**INSTRUCTIONS TO FOLLOW**: Take the lines from the beginning of the data below through the line holding "from the step-size" and return exactly those.

Records excerpted from a collection
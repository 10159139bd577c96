// Copyright 2024-2026 gradmin developers
//
// Licensed under the Apache License, Version 2.0 <LICENSE-APACHE or
// http://apache.org/licenses/LICENSE-2.0> or the MIT license <LICENSE-MIT or
// http://opensource.org/licenses/MIT>, at your option. This file may not be
// copied, modified, or distributed except according to those terms.

//! * [Moore-Thuente line search](`MooreThuenteLineSearch`)

use crate::core::math::{GradminDot, GradminScaledAdd};
use crate::core::{Error, GradminFloat, Objective, OptimizeControl, Problem, SearchState};
use crate::solver::linesearch::{
    line_cost, trial_point, AlphaState, SearchStrategy, StepSizeStrategy,
};
#[cfg(feature = "serde1")]
use serde::{Deserialize, Serialize};

/// Interval-update line search in the manner of More and Thuente.
///
/// Classifies each trial step against the Armijo bound and the sign and
/// magnitude of the line derivative, shrinking `[lo, hi]` accordingly, and
/// returns as soon as a step satisfies both strong Wolfe inequalities. The
/// next trial step inside the interval comes from the step-size
/// sub-strategy.
///
/// # References:
///
/// \[0\] Jorge J. More and David J. Thuente. "Line search algorithms with
/// guaranteed sufficient decrease." ACM Trans. Math. Softw. 20, 3 (1994).
#[derive(Clone, Debug, PartialEq)]
#[cfg_attr(feature = "serde1", derive(Serialize, Deserialize))]
pub struct MooreThuenteLineSearch<S, F> {
    /// Sufficient decrease parameter
    c1: F,
    /// Curvature parameter
    c2: F,
    /// Step length sub-strategy
    step: S,
    /// Control parameters
    control: OptimizeControl<F>,
}

impl<S, F: GradminFloat> MooreThuenteLineSearch<S, F> {
    /// Constructor with the strong Wolfe parameters `c1` and `c2`.
    pub fn new(step: S, c1: F, c2: F) -> Result<Self, Error> {
        if c1 <= float!(0.0) || c1 >= float!(1.0) {
            return Err(gradmin_error!(
                InvalidParameter,
                "MooreThuenteLineSearch: Parameter c1 must be in (0, 1)"
            ));
        }
        if c2 <= c1 || c2 >= float!(1.0) {
            return Err(gradmin_error!(
                InvalidParameter,
                "MooreThuenteLineSearch: Parameter c2 must be in (c1, 1)"
            ));
        }
        Ok(MooreThuenteLineSearch {
            c1,
            c2,
            step,
            control: OptimizeControl::default(),
        })
    }

    /// Replace the control parameters
    #[must_use]
    pub fn with_control(mut self, control: OptimizeControl<F>) -> Self {
        self.control = control;
        self
    }
}

impl<O, S, P, F> SearchStrategy<O, P, F> for MooreThuenteLineSearch<S, F>
where
    O: Objective<Param = P, Float = F>,
    S: StepSizeStrategy<O, P, F>,
    P: Clone + GradminScaledAdd<P, F, P> + GradminDot<P, F>,
    F: GradminFloat,
{
    fn search(
        &mut self,
        problem: &mut Problem<O>,
        state: &SearchState<P>,
        alpha: AlphaState<F>,
    ) -> Result<F, Error> {
        let init_cost = problem.cost(&state.param)?;
        let init_grad = problem.gradient(&state.param)?;
        let dphi0 = init_grad.dot(&state.direction);

        let mut lo = alpha.low;
        let mut hi = alpha.hi;
        let mut alpha_k = alpha.init;

        for _ in 0..self.control.max_iterations {
            let grad_k = problem.gradient(&trial_point(state, alpha_k))?;
            let dphi_k = grad_k.dot(&state.direction);
            let phi_k = line_cost(problem, state, alpha_k)?;

            let armijo_ok = phi_k <= init_cost + self.c1 * alpha_k * dphi0;
            if !armijo_ok || dphi_k > float!(0.0) {
                hi = alpha_k;
            } else if dphi_k.abs() <= -self.c2 * dphi0 {
                lo = alpha_k;
            } else {
                // both strong Wolfe conditions are satisfied
                return Ok(alpha_k);
            }
            if hi - lo < self.control.tol {
                break;
            }
            alpha_k = self.step.next_step(
                &AlphaState {
                    init: alpha_k,
                    low: lo,
                    hi,
                },
                problem,
                state,
            )?;
        }
        Ok(alpha_k)
    }
}

#[cfg(test)]
mod tests {
    use super::*;
    use crate::solver::linesearch::stepsize::BisectionStep;
    use crate::test_trait_impl;

    test_trait_impl!(morethuente, MooreThuenteLineSearch<BisectionStep, f64>);

    #[derive(Clone)]
    struct Sphere {}

    impl Objective for Sphere {
        type Param = Vec<f64>;
        type Hessian = ();
        type Float = f64;

        fn cost(&self, p: &Self::Param) -> Result<Self::Float, Error> {
            Ok(p.iter().map(|x| x * x).sum())
        }

        fn gradient(&self, p: &Self::Param) -> Result<Self::Param, Error> {
            Ok(p.iter().map(|x| 2.0 * x).collect())
        }
    }

    #[test]
    fn test_invalid_parameters() {
        assert!(MooreThuenteLineSearch::<_, f64>::new(BisectionStep::new(), 0.0, 0.9).is_err());
        assert!(MooreThuenteLineSearch::<_, f64>::new(BisectionStep::new(), 1e-4, 1.0).is_err());
        assert!(MooreThuenteLineSearch::<_, f64>::new(BisectionStep::new(), 1e-4, 0.9).is_ok());
    }

    #[test]
    fn test_finds_acceptable_step() {
        let mut ls = MooreThuenteLineSearch::new(BisectionStep::new(), 1e-4, 0.9).unwrap();
        let mut problem = Problem::new(Sphere {});
        let state = SearchState::new(vec![1.0, 1.0], vec![-1.0, -1.0]);
        let alpha = ls
            .search(&mut problem, &state, AlphaState::new(0.5, 0.0, 2.0).unwrap())
            .unwrap();
        // phi(alpha) = 2 (1 - alpha)^2: the accepted step decreases the cost
        assert!(alpha > 0.0);
        let phi = 2.0 * (1.0 - alpha) * (1.0 - alpha);
        assert!(phi < 2.0);
    }
}
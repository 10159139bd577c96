// Copyright 2024-2026 gradmin developers
//
// Licensed under the Apache License, Version 2.0 <LICENSE-APACHE or
// http://apache.org/licenses/LICENSE-2.0> or the MIT license <LICENSE-MIT or
// http://opensource.org/licenses/MIT>, at your option. This file may not be
// copied, modified, or distributed except according to those terms.

//! # Nonlinear conjugate gradient
//!
//! The driver [`NonlinearConjugateGradient`] with pluggable
//! [beta update formulas](`beta`) and [restart strategies](`restart`).

/// Beta update methods
pub mod beta;
/// Nonlinear conjugate gradient driver
mod nlcg;
/// Restart strategies
pub mod restart;

pub use self::beta::{
    DaiYuan, FletcherReeves, FletcherReevesPolakRibiere, HagerZhang, HestenesStiefel, Hybrid,
    HybridOp, LiuStorey, NLCGBetaUpdate, PolakRibiere,
};
pub use self::nlcg::NonlinearConjugateGradient;
pub use self::restart::{NJWSRestart, NeverRestart, RestartStrategy};
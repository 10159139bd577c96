// Copyright 2024-2026 gradmin developers
//
// Licensed under the Apache License, Version 2.0 <LICENSE-APACHE or
// http://apache.org/licenses/LICENSE-2.0> or the MIT license <LICENSE-MIT or
// http://opensource.org/licenses/MIT>, at your option. This file may not be
// copied, modified, or distributed except according to those terms.

//! # `OptimizeResult`
//!
//! Returned by the [`Executor`](`crate::core::Executor`) and by
//! [`optimize`](`crate::core::optimize`). Carries the solution, the final
//! cost and derivatives, the termination status and all evaluation counts.
//! The counts are finalized even when the run terminates early.

use crate::core::TerminationReason;
#[cfg(feature = "serde1")]
use serde::Serialize;

/// Final struct returned by the `run` method of `Executor`.
#[derive(Clone, Debug)]
#[cfg_attr(feature = "serde1", derive(Serialize))]
pub struct OptimizeResult<P, H, F> {
    /// Solution parameter vector
    pub x: P,
    /// Value of the objective function at the solution
    pub fun: F,
    /// Gradient at the solution, if one was computed
    pub jac: Option<P>,
    /// Hessian at the solution, if one was maintained
    pub hess: Option<H>,
    /// Inverse Hessian approximation at the solution, if one was maintained
    pub hess_inv: Option<H>,
    /// Whether the run terminated successfully
    pub success: bool,
    /// Termination status
    pub status: TerminationReason,
    /// Description of the termination
    pub message: String,
    /// Maximum constraint violation (always zero; unconstrained)
    pub maxcv: F,
    /// Number of iterations performed
    pub nit: u64,
    /// Number of evaluations of the objective function
    pub nfev: u64,
    /// Number of evaluations of the gradient
    pub njev: u64,
    /// Number of evaluations of the Hessian
    pub nhev: u64,
    /// Number of points at which value and gradient were evaluated together
    pub nufg: u64,
}

impl<P, H, F> std::fmt::Display for OptimizeResult<P, H, F>
where
    F: std::fmt::Display,
{
    fn fmt(&self, f: &mut std::fmt::Formatter) -> std::fmt::Result {
        writeln!(f, "OptimizeResult:")?;
        writeln!(f, "    success:     {}", self.success)?;
        writeln!(f, "    status:      {}", self.message)?;
        writeln!(f, "    fun:         {}", self.fun)?;
        writeln!(f, "    nit:         {}", self.nit)?;
        writeln!(f, "    nfev:        {}", self.nfev)?;
        writeln!(f, "    njev:        {}", self.njev)?;
        writeln!(f, "    nhev:        {}", self.nhev)?;
        writeln!(f, "    nufg:        {}", self.nufg)?;
        Ok(())
    }
}

#[cfg(test)]
mod tests {
    use super::*;

    send_sync_test!(optimize_result, OptimizeResult<Vec<f64>, Vec<Vec<f64>>, f64>);

    #[test]
    fn test_display() {
        let result: OptimizeResult<Vec<f64>, (), f64> = OptimizeResult {
            x: vec![1.0, 1.0],
            fun: 0.0,
            jac: None,
            hess: None,
            hess_inv: None,
            success: true,
            status: TerminationReason::TargetToleranceReached,
            message: TerminationReason::TargetToleranceReached.text().to_string(),
            maxcv: 0.0,
            nit: 10,
            nfev: 20,
            njev: 11,
            nhev: 0,
            nufg: 10,
        };
        let text = format!("{}", result);
        assert!(text.contains("success:     true"));
        assert!(text.contains("Target tolerance reached"));
    }
}
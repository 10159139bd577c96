// Copyright 2024-2026 gradmin developers
//
// Licensed under the Apache License, Version 2.0 <LICENSE-APACHE or
// http://apache.org/licenses/LICENSE-2.0> or the MIT license <LICENSE-MIT or
// http://opensource.org/licenses/MIT>, at your option. This file may not be
// copied, modified, or distributed except according to those terms.

use crate::core::math::GradminDot;

macro_rules! make_dot_vec {
    ($t:ty) => {
        impl GradminDot<Vec<$t>, $t> for Vec<$t> {
            #[inline]
            fn dot(&self, other: &Vec<$t>) -> $t {
                self.iter().zip(other.iter()).map(|(a, b)| a * b).sum()
            }
        }

        /// Outer product
        impl GradminDot<Vec<$t>, Vec<Vec<$t>>> for Vec<$t> {
            #[inline]
            fn dot(&self, other: &Vec<$t>) -> Vec<Vec<$t>> {
                self.iter()
                    .map(|a| other.iter().map(|b| a * b).collect())
                    .collect()
            }
        }

        /// Matrix-vector product
        impl GradminDot<Vec<$t>, Vec<$t>> for Vec<Vec<$t>> {
            #[inline]
            fn dot(&self, other: &Vec<$t>) -> Vec<$t> {
                self.iter().map(|row| row.dot(other)).collect()
            }
        }

        /// Matrix-matrix product
        impl GradminDot<Vec<Vec<$t>>, Vec<Vec<$t>>> for Vec<Vec<$t>> {
            #[inline]
            fn dot(&self, other: &Vec<Vec<$t>>) -> Vec<Vec<$t>> {
                let sr = self.len();
                assert!(sr > 0);
                let sc = self[0].len();
                let or = other.len();
                assert_eq!(sc, or);
                let oc = other[0].len();
                let mut out = vec![vec![<$t>::default(); oc]; sr];
                for i in 0..sr {
                    assert_eq!(self[i].len(), sc);
                    for j in 0..oc {
                        out[i][j] = (0..sc).map(|k| self[i][k] * other[k][j]).sum();
                    }
                }
                out
            }
        }
    };
}

make_dot_vec!(f32);
make_dot_vec!(f64);
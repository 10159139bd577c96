// Copyright 2024-2026 gradmin developers
//
// Licensed under the Apache License, Version 2.0 <LICENSE-APACHE or
// http://apache.org/licenses/LICENSE-2.0> or the MIT license <LICENSE-MIT or
// http://opensource.org/licenses/MIT>, at your option. This file may not be
// copied, modified, or distributed except according to those terms.

use crate::core::{DeserializeOwnedAlias, SerializeAlias};
use num_traits::{Float, FloatConst, FromPrimitive, ToPrimitive};
use std::fmt::{Debug, Display};

/// An alias for float types (`f32`, `f64`) which combines multiple commonly
/// needed traits from `num_traits`, `std::fmt` and for
/// serialization/deserialization (the latter only if the `serde1` feature is
/// enabled). It is automatically implemented for all types which fulfill the
/// trait bounds.
pub trait GradminFloat:
    'static
    + Float
    + FloatConst
    + FromPrimitive
    + ToPrimitive
    + Debug
    + Display
    + SerializeAlias
    + DeserializeOwnedAlias
{
}

/// `GradminFloat` is automatically implemented for all types which fulfill
/// the trait bounds.
impl<I> GradminFloat for I where
    I: 'static
        + Float
        + FloatConst
        + FromPrimitive
        + ToPrimitive
        + Debug
        + Display
        + SerializeAlias
        + DeserializeOwnedAlias
{
}
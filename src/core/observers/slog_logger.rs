// Copyright 2024-2026 gradmin developers
//
// Licensed under the Apache License, Version 2.0 <LICENSE-APACHE or
// http://apache.org/licenses/LICENSE-2.0> or the MIT license <LICENSE-MIT or
// http://opensource.org/licenses/MIT>, at your option. This file may not be
// copied, modified, or distributed except according to those terms.

//! # Loggers based on the `slog` crate

use crate::core::observers::Observe;
use crate::core::{Error, GradminFloat, IterState, State, KV};
use slog;
use slog::{info, o, Drain, Key, Record, Serializer};
use slog_async;
use slog_async::OverflowStrategy;
use slog_term;

/// A logger based on `slog`
#[derive(Clone)]
pub struct SlogLogger {
    /// the logger
    logger: slog::Logger,
}

impl SlogLogger {
    /// Log to the terminal in a blocking way
    pub fn term() -> Self {
        SlogLogger::term_internal(OverflowStrategy::Block)
    }

    /// Log to the terminal in a non-blocking way (in case of overflow,
    /// messages are dropped)
    pub fn term_noblock() -> Self {
        SlogLogger::term_internal(OverflowStrategy::Drop)
    }

    /// Actual implementation of the logging to the terminal
    fn term_internal(overflow_strategy: OverflowStrategy) -> Self {
        let decorator = slog_term::TermDecorator::new().build();
        let drain = slog_term::FullFormat::new(decorator)
            .use_original_order()
            .build()
            .fuse();
        let drain = slog_async::Async::new(drain)
            .overflow_strategy(overflow_strategy)
            .build()
            .fuse();
        SlogLogger {
            logger: slog::Logger::root(drain, o!()),
        }
    }
}

/// This type is necessary in order to be able to implement `slog::KV` on `KV`
pub struct SlogKV {
    /// Key value store
    pub kv: Vec<(&'static str, String)>,
}

impl slog::KV for SlogKV {
    fn serialize(&self, _record: &Record, serializer: &mut dyn Serializer) -> slog::Result {
        for idx in self.kv.iter().rev() {
            serializer.emit_str(Key::from(idx.0), &idx.1)?;
        }
        Ok(())
    }
}

impl<P, H, F> slog::KV for IterState<P, H, F>
where
    P: Clone,
    H: Clone,
    F: GradminFloat,
{
    fn serialize(&self, _record: &Record, serializer: &mut dyn Serializer) -> slog::Result {
        for (k, &v) in self.get_func_counts().iter() {
            serializer.emit_u64(Key::from(k.clone()), v)?;
        }
        serializer.emit_str(Key::from("best_cost"), &self.best_cost.to_string())?;
        serializer.emit_str(Key::from("cost"), &self.cost.to_string())?;
        serializer.emit_u64(Key::from("iter"), self.get_iter())?;
        Ok(())
    }
}

impl<'a> From<&'a KV> for SlogKV {
    fn from(i: &'a KV) -> SlogKV {
        SlogKV { kv: i.kv.clone() }
    }
}

impl<I: slog::KV> Observe<I> for SlogLogger {
    /// Log general info
    fn observe_init(&mut self, msg: &str, kv: &KV) -> Result<(), Error> {
        info!(self.logger, "{}", msg; SlogKV::from(kv));
        Ok(())
    }

    /// This should be used to log iteration data only (because this is what
    /// may be saved in a CSV file or a database)
    fn observe_iter(&mut self, state: &I, kv: &KV) -> Result<(), Error> {
        info!(self.logger, ""; state, SlogKV::from(kv));
        Ok(())
    }
}

#[cfg(test)]
mod tests {
    use super::*;

    send_sync_test!(slog_logger, SlogLogger);
}
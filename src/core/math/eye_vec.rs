// Copyright 2024-2026 gradmin developers
//
// Licensed under the Apache License, Version 2.0 <LICENSE-APACHE or
// http://apache.org/licenses/LICENSE-2.0> or the MIT license <LICENSE-MIT or
// http://opensource.org/licenses/MIT>, at your option. This file may not be
// copied, modified, or distributed except according to those terms.

use crate::core::math::GradminEye;

macro_rules! make_eye_vec {
    ($t:ty) => {
        impl GradminEye for Vec<Vec<$t>> {
            #[inline]
            fn eye(n: usize) -> Vec<Vec<$t>> {
                (0..n)
                    .map(|i| {
                        (0..n)
                            .map(|j| if i == j { 1 as $t } else { 0 as $t })
                            .collect()
                    })
                    .collect()
            }

            #[inline]
            fn eye_like(&self) -> Vec<Vec<$t>> {
                Self::eye(self.len())
            }
        }
    };
}

make_eye_vec!(f32);
make_eye_vec!(f64);

#[cfg(test)]
mod tests {
    use super::*;

    #[test]
    fn test_eye() {
        let e: Vec<Vec<f64>> = GradminEye::eye(3);
        for i in 0..3 {
            for j in 0..3 {
                let expected = if i == j { 1.0 } else { 0.0 };
                assert!((e[i][j] - expected).abs() < f64::EPSILON);
            }
        }
    }

    #[test]
    fn test_eye_like() {
        let m = vec![vec![2.0f64, 3.0], vec![4.0, 5.0]];
        let e = m.eye_like();
        assert_eq!(e.len(), 2);
        assert!((e[0][0] - 1.0).abs() < f64::EPSILON);
        assert!(e[0][1].abs() < f64::EPSILON);
    }
}
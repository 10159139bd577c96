// Copyright 2024-2026 gradmin developers
//
// Licensed under the Apache License, Version 2.0 <LICENSE-APACHE or
// http://apache.org/licenses/LICENSE-2.0> or the MIT license <LICENSE-MIT or
// http://opensource.org/licenses/MIT>, at your option. This file may not be
// copied, modified, or distributed except according to those terms.

//! * [Backtracking line search](`BacktrackingLineSearch`)

use crate::core::math::{GradminDot, GradminScaledAdd};
use crate::core::{
    Error, GradminFloat, Objective, OptimizeControl, Problem, SearchState,
};
use crate::solver::linesearch::condition::LineSearchCondition;
use crate::solver::linesearch::{line_cost, trial_point, AlphaState, SearchStrategy, StepSizeStrategy};
#[cfg(feature = "serde1")]
use serde::{Deserialize, Serialize};

/// The backtracking line search starts at the initial trial step and keeps
/// shrinking it via its step-size sub-strategy until the acceptance
/// condition holds.
///
/// The classic pairing is an Armijo condition with
/// [`GeometricReduction`](`crate::solver::linesearch::stepsize::GeometricReduction`);
/// any condition/sub-strategy pair works. Returns zero when the step length
/// shrinks to nothing or the iteration cap is exhausted.
///
/// # References:
///
/// \[0\] Jorge Nocedal and Stephen J. Wright (2006). Numerical Optimization.
/// Springer. ISBN 0-387-30303-0.
///
/// \[1\] Wikipedia: <https://en.wikipedia.org/wiki/Backtracking_line_search>
#[derive(Clone, Debug, PartialEq)]
#[cfg_attr(feature = "serde1", derive(Serialize, Deserialize))]
pub struct BacktrackingLineSearch<L, S, F> {
    /// Acceptance condition
    condition: L,
    /// Step length sub-strategy
    step: S,
    /// Control parameters
    control: OptimizeControl<F>,
}

impl<L, S, F: GradminFloat> BacktrackingLineSearch<L, S, F> {
    /// Constructor
    pub fn new(condition: L, step: S) -> Self {
        BacktrackingLineSearch {
            condition,
            step,
            control: OptimizeControl::default(),
        }
    }

    /// Replace the control parameters
    #[must_use]
    pub fn with_control(mut self, control: OptimizeControl<F>) -> Self {
        self.control = control;
        self
    }
}

impl<O, L, S, P, F> SearchStrategy<O, P, F> for BacktrackingLineSearch<L, S, F>
where
    O: Objective<Param = P, Float = F>,
    L: LineSearchCondition<P, F>,
    S: StepSizeStrategy<O, P, F>,
    P: Clone + GradminScaledAdd<P, F, P> + GradminDot<P, F>,
    F: GradminFloat,
{
    fn search(
        &mut self,
        problem: &mut Problem<O>,
        state: &SearchState<P>,
        alpha: AlphaState<F>,
    ) -> Result<F, Error> {
        let init_cost = problem.cost(&state.param)?;
        let init_grad = problem.gradient(&state.param)?;

        let mut alpha_k = alpha.init;
        let mut iter = 0;
        while alpha_k > float!(0.0) && iter < self.control.max_iterations {
            let current_cost = line_cost(problem, state, alpha_k)?;
            let current_grad = if self.condition.requires_current_gradient() {
                Some(problem.gradient(&trial_point(state, alpha_k))?)
            } else {
                None
            };
            if self.condition.evaluate_condition(
                current_cost,
                current_grad.as_ref(),
                init_cost,
                &init_grad,
                &state.direction,
                alpha_k,
            ) {
                return Ok(alpha_k);
            }
            // shrink towards alpha.low; the current trial is the bracket top
            alpha_k = self.step.next_step(
                &AlphaState {
                    init: alpha_k,
                    low: alpha.low,
                    hi: alpha_k,
                },
                problem,
                state,
            )?;
            iter += 1;
        }
        Ok(float!(0.0))
    }
}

**RESPONSE**:
repository 10159139bd577c96
// Copyright 2024-2026 gradmin developers
//
// Licensed under the Apache License, Version 2.0 <LICENSE-APACHE or
// http://apache.org/licenses/LICENSE-2.0> or the MIT license <LICENSE-MIT or
// http://opensource.org/licenses/MIT>, at your option. This file may not be
// copied, modified, or distributed except according to those terms.

//! * [Moore-Thuente line search](`MooreThuenteLineSearch`)

use crate::core::math::{GradminDot, GradminScaledAdd};
use crate::core::{Error, GradminFloat, Objective, OptimizeControl, Problem, SearchState};
use crate::solver::linesearch::{
    line_cost, trial_point, AlphaState, SearchStrategy, StepSizeStrategy,
};
#[cfg(feature = "serde1")]
use serde::{Deserialize, Serialize};

/// Interval-update line search in the manner of More and Thuente.
///
/// Classifies each trial step against the Armijo bound and the sign and
/// magnitude of the line derivative, shrinking `[lo, hi]` accordingly, and
/// returns as soon as a step satisfies both strong Wolfe inequalities. The
/// next trial step inside the interval comes from the step-size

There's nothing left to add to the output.